● Problem details
Could you please return each line of the data that has the word "handled"?

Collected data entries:

■ ■ ■ ■ ■

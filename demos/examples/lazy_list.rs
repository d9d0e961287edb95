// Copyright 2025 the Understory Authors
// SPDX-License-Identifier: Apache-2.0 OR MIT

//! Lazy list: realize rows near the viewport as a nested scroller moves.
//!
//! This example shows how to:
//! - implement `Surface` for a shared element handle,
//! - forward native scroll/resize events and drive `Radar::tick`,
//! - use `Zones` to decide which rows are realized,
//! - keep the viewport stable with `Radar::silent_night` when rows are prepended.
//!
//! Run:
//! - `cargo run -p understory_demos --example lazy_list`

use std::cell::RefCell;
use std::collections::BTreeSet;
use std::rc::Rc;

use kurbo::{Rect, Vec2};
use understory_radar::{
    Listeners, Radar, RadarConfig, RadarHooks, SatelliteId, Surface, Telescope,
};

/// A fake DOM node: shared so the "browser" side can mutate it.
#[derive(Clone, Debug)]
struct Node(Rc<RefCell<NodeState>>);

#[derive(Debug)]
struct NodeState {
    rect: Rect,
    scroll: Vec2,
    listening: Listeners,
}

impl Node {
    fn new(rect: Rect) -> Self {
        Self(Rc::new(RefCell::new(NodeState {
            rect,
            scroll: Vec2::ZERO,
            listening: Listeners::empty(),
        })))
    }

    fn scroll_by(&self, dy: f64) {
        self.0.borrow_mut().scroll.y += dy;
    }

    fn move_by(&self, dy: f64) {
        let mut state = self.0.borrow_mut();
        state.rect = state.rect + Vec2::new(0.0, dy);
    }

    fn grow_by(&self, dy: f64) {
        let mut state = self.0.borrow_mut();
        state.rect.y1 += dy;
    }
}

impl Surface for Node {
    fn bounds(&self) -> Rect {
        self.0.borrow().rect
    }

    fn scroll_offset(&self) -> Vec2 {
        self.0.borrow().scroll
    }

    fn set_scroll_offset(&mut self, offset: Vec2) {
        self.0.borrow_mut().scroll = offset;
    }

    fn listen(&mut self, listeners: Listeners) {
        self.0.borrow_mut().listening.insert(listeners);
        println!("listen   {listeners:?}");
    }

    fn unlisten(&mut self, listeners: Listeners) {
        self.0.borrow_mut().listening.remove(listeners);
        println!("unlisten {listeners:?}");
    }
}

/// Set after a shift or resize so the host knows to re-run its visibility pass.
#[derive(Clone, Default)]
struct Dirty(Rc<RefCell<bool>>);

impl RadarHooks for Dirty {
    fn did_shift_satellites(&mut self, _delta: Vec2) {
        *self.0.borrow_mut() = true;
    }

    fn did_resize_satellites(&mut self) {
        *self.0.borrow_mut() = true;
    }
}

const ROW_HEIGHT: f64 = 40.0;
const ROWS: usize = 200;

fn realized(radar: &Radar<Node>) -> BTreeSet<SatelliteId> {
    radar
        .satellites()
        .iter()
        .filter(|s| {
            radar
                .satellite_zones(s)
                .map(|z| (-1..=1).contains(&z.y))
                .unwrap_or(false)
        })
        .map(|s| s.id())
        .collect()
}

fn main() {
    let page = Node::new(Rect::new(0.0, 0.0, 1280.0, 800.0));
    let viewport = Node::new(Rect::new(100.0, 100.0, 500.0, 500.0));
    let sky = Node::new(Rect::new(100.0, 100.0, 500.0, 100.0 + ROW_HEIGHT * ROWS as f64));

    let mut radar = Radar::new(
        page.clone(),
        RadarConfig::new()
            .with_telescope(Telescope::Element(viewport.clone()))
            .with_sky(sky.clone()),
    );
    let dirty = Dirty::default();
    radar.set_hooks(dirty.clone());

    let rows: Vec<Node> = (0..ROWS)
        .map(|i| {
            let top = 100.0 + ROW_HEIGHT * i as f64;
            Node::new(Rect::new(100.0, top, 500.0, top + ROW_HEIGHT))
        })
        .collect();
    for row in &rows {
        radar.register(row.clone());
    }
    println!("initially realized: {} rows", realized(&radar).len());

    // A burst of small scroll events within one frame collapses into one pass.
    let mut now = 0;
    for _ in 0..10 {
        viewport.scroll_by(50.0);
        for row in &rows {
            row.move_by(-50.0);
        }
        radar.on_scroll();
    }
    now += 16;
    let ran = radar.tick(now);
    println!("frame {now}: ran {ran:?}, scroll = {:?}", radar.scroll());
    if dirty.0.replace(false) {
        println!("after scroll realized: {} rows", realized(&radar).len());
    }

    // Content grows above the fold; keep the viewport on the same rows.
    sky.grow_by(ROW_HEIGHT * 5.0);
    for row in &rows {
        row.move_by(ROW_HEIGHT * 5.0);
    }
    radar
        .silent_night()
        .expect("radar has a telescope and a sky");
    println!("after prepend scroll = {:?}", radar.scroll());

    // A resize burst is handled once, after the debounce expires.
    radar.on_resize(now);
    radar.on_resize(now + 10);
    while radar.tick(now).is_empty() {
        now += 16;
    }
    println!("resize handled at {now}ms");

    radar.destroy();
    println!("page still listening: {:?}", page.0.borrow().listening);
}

■ ■ ■ ■ ■

● Your solution
    // A resize burst is handled once, after the debounce expires.
    println!("resize handled at {now}ms");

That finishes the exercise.